Le journaliste, descendant précipitamment le perron du vestibule, éprouva une certaine satisfaction à se dissimuler dans l’ombre. Fandor alla jusqu’à la grille du jardin, surveilla quelques instants la rue déserte qui longeait le port et, soudain, tressaillit. Le silence qui régnait venait d’être interrompu par le bruit sec d’un petit pas rapide.
— C’est elle, murmura Fandor, c’est Hélène, comment va-t-elle m’accueillir ?
Il s’avança. Hélène s’arrêta :
— Monsieur Fandor.
Et la surprise était si vive, si inattendue, que la jeune fille manquait défaillir, mais Fandor se précipitait vers elle, la soutenait, passait son bras autour de sa taille souple.
— Hélène, vous ne m’en voulez pas ?
— Non, Fandor, je ne vous en veux pas, je ne vous en ai jamais voulu.

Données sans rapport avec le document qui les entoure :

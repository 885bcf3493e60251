use super::{ResourceStream, fetch};
use crate::messages;
use gatepass_api::types::{Notification, NotificationId, UnreadCount};
use gatepass_api::{Acknowledgement, ApiClient};

/// In-app notifications of the signed-in user
#[derive(Clone, Debug)]
pub struct NotificationRepository {
    api: ApiClient,
}

impl NotificationRepository {
    /// Create a repository over `api`
    #[must_use]
    pub const fn new(api: ApiClient) -> Self {
        Self { api }
    }

    /// Newest first, as the server orders them
    #[must_use]
    pub fn notifications(&self) -> ResourceStream<Vec<Notification>> {
        let api = self.api.clone();
        fetch("notifications", messages::NOTIFICATIONS_FAILED, async move {
            api.notifications().await
        })
    }

    /// Badge count
    #[must_use]
    pub fn unread_count(&self) -> ResourceStream<UnreadCount> {
        let api = self.api.clone();
        fetch("unread_count", messages::UNREAD_COUNT_FAILED, async move {
            api.unread_count().await
        })
    }

    /// Mark one notification read
    #[must_use]
    pub fn mark_read(&self, id: NotificationId) -> ResourceStream<Acknowledgement> {
        let api = self.api.clone();
        fetch("mark_notification_read", messages::MARK_READ_FAILED, async move {
            api.mark_notification_read(&id).await
        })
    }

    /// Mark everything read
    #[must_use]
    pub fn mark_all_read(&self) -> ResourceStream<Acknowledgement> {
        let api = self.api.clone();
        fetch("mark_all_notifications_read", messages::MARK_READ_FAILED, async move {
            api.mark_all_notifications_read().await
        })
    }
}
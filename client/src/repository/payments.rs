//! Payments and redirect confirmation

use super::{ResourceStream, fetch};
use crate::messages;
use async_stream::stream;
use gatepass_api::types::{
    InitiatePaymentRequest, Payment, PaymentId, PaymentInitiation, PaymentStatus,
};
use gatepass_api::{ApiClient, ApiError};
use gatepass_core::Resource;
use gatepass_runtime::{PollOutcome, RetryPolicy, poll_until};

/// Payment initiation, history and confirmation polling
#[derive(Clone, Debug)]
pub struct PaymentRepository {
    api: ApiClient,
    poll_policy: RetryPolicy,
}

impl PaymentRepository {
    /// Create a repository over `api` that confirms payments under `poll_policy`
    #[must_use]
    pub const fn new(api: ApiClient, poll_policy: RetryPolicy) -> Self {
        Self { api, poll_policy }
    }

    /// Policy used by [`await_confirmation`](Self::await_confirmation)
    #[must_use]
    pub const fn poll_policy(&self) -> &RetryPolicy {
        &self.poll_policy
    }

    /// Start a payment; a redirect URL means the provider takes over
    #[must_use]
    pub fn initiate(&self, request: InitiatePaymentRequest) -> ResourceStream<PaymentInitiation> {
        let api = self.api.clone();
        fetch("initiate_payment", messages::PAYMENT_INITIATION_FAILED, async move {
            api.initiate_payment(&request).await
        })
    }

    /// Payment history of the signed-in user
    #[must_use]
    pub fn my_payments(&self) -> ResourceStream<Vec<Payment>> {
        let api = self.api.clone();
        fetch("my_payments", messages::PAYMENTS_FAILED, async move {
            api.my_payments().await
        })
    }

    /// One payment
    #[must_use]
    pub fn payment(&self, id: PaymentId) -> ResourceStream<Payment> {
        let api = self.api.clone();
        fetch("get_payment", messages::PAYMENT_FAILED_TO_LOAD, async move {
            api.get_payment(&id).await
        })
    }

    /// Poll the payment history until `payment_id` settles
    ///
    /// Each attempt lists the user's payments and looks for `payment_id` in
    /// a terminal status. A payment that is missing or still pending keeps
    /// the poll going; failed attempts are logged and retried. The first
    /// attempt runs immediately and later ones follow the policy's backoff.
    ///
    /// - `COMPLETED` yields `Success(payment)`
    /// - `FAILED` and `CANCELLED` yield an `Error` saying so
    /// - running out of attempts yields an `Error` asking the user to check
    ///   back later
    #[must_use]
    pub fn await_confirmation(&self, payment_id: PaymentId) -> ResourceStream<Payment> {
        let api = self.api.clone();
        let policy = self.poll_policy.clone();

        Box::pin(stream! {
            yield Resource::Loading;

            let outcome = poll_until(&policy, |attempt| {
                let api = api.clone();
                let payment_id = payment_id.clone();
                async move {
                    tracing::debug!(attempt, %payment_id, "Checking payment status");
                    metrics::counter!("payments.poll.attempts").increment(1);
                    let payments = api.my_payments().await?;
                    Ok::<_, ApiError>(settled(payments, &payment_id))
                }
            })
            .await;

            yield confirmation_state(&payment_id, outcome);
        })
    }
}

/// The payment with `id`, once it is in a terminal status
fn settled(payments: Vec<Payment>, id: &PaymentId) -> Option<Payment> {
    payments
        .into_iter()
        .find(|payment| &payment.id == id && payment.status.is_terminal())
}

fn confirmation_state(
    id: &PaymentId,
    outcome: PollOutcome<Payment, ApiError>,
) -> Resource<Payment> {
    match outcome {
        PollOutcome::Resolved { value, attempts } => {
            tracing::info!(payment_id = %id, status = ?value.status, attempts, "Payment settled");
            match value.status {
                PaymentStatus::Completed => Resource::Success(value),
                PaymentStatus::Failed => Resource::Error(messages::PAYMENT_FAILED.to_string()),
                PaymentStatus::Cancelled => {
                    Resource::Error(messages::PAYMENT_CANCELLED.to_string())
                },
                PaymentStatus::Pending
                | PaymentStatus::Processing
                | PaymentStatus::Refunded
                | PaymentStatus::Unknown => {
                    Resource::Error(messages::PAYMENT_UNCONFIRMED.to_string())
                },
            }
        },
        PollOutcome::Exhausted {
            attempts,
            last_error,
        } => {
            match last_error {
                Some(error) => {
                    tracing::warn!(
                        payment_id = %id,
                        attempts,
                        error = %error,
                        "Payment not confirmed"
                    );
                },
                None => tracing::warn!(payment_id = %id, attempts, "Payment not confirmed"),
            }
            Resource::Error(messages::PAYMENT_UNCONFIRMED.to_string())
        },
    }
}

#[cfg(test)]
mod tests {
    use super::*;
    use gatepass_api::types::PaymentMethod;

    fn payment(id: &str, status: PaymentStatus) -> Payment {
        Payment {
            id: PaymentId::new(id),
            amount: 50.0,
            currency: "USD".to_string(),
            method: PaymentMethod::default(),
            status,
            ticket_ids: Vec::new(),
            created_at: None,
            provider_reference: None,
        }
    }

    #[test]
    fn settled_ignores_other_and_pending_payments() {
        let id = PaymentId::new("p1");

        assert_eq!(
            settled(
                vec![
                    payment("p0", PaymentStatus::Completed),
                    payment("p1", PaymentStatus::Processing),
                ],
                &id
            ),
            None
        );
        assert_eq!(
            settled(vec![payment("p1", PaymentStatus::Failed)], &id),
            Some(payment("p1", PaymentStatus::Failed))
        );
    }

    #[test]
    fn terminal_statuses_map_to_states() {
        let id = PaymentId::new("p1");
        let resolved = |status| PollOutcome::Resolved {
            value: payment("p1", status),
            attempts: 1,
        };

        assert!(confirmation_state(&id, resolved(PaymentStatus::Completed)).is_success());
        assert_eq!(
            confirmation_state(&id, resolved(PaymentStatus::Failed)).error_message(),
            Some(messages::PAYMENT_FAILED)
        );
        assert_eq!(
            confirmation_state(&id, resolved(PaymentStatus::Cancelled)).error_message(),
            Some(messages::PAYMENT_CANCELLED)
        );
    }

    #[test]
    fn exhaustion_asks_to_check_later() {
        let state = confirmation_state(
            &PaymentId::new("p1"),
            PollOutcome::Exhausted {
                attempts: 5,
                last_error: Some(ApiError::EmptyPayload),
            },
        );

        assert_eq!(state.error_message(), Some(messages::PAYMENT_UNCONFIRMED));
    }
}
use super::segment;
use crate::{
    ApiClient, ApiError,
    envelope::Acknowledgement,
    transport::ApiRequest,
    types::{EventId, TicketType, TicketTypeDraft, TicketTypeId},
};

impl ApiClient {
    /// `GET /ticket-types/event/{event_id}`
    ///
    /// # Errors
    ///
    /// See [`ApiClient::call`].
    pub async fn ticket_types_for_event(
        &self,
        event_id: &EventId,
    ) -> Result<Vec<TicketType>, ApiError> {
        let event_id = segment(event_id.as_str());
        self.call(ApiRequest::get(format!("/ticket-types/event/{event_id}")))
            .await
    }

    /// `POST /ticket-types`
    ///
    /// # Errors
    ///
    /// See [`ApiClient::call`].
    pub async fn create_ticket_type(
        &self,
        draft: &TicketTypeDraft,
    ) -> Result<TicketType, ApiError> {
        self.call(ApiRequest::post("/ticket-types").json(draft)?).await
    }

    /// `PUT /ticket-types/{id}`
    ///
    /// # Errors
    ///
    /// See [`ApiClient::call`].
    pub async fn update_ticket_type(
        &self,
        id: &TicketTypeId,
        draft: &TicketTypeDraft,
    ) -> Result<TicketType, ApiError> {
        let id = segment(id.as_str());
        self.call(ApiRequest::put(format!("/ticket-types/{id}")).json(draft)?)
            .await
    }

    /// `DELETE /ticket-types/{id}`
    ///
    /// # Errors
    ///
    /// See [`ApiClient::acknowledge`].
    pub async fn delete_ticket_type(&self, id: &TicketTypeId) -> Result<Acknowledgement, ApiError> {
        let id = segment(id.as_str());
        self.acknowledge(ApiRequest::delete(format!("/ticket-types/{id}")))
            .await
    }
}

— Ne songeons plus au passé, dit Fandor.
— Pourquoi, dit-elle, tout être humain n’a-t-il pas le droit, ici-bas, d’obtenir un jour sa part de bonheur ? N’avons-nous pas, l’un et l’autre, suffisamment souffert dans l’existence pour espérer une compensation ?
Fandor n’en croyait pas ses oreilles.
Quoi, c’était Hélène, c’était la fille de Fantômas qui parlait ainsi ? C’était elle, la femme impétueuse, perpétuellement révoltée contre le sort, la femme aux décisions irrévocables, aux colères soudaines, aux rancœurs terribles qui s’exprimait ainsi ?
— Hélène, est-ce votre pensée sincère ?
— Oui, Fandor, je vous dis ce que je pense, j’espère que nous sommes tous les deux des êtres assez forts et des cœurs assez généreux pour n’avoir pas besoin de dissimuler. Si j’ai été, comme vous le savez, mêlée à de tragiques aventures, c’est à mon corps défendant. Si j’ai mené l’existence que vous connaissez, c’est qu’il m’a fallu perpétuellement lutter, perpétuellement agir.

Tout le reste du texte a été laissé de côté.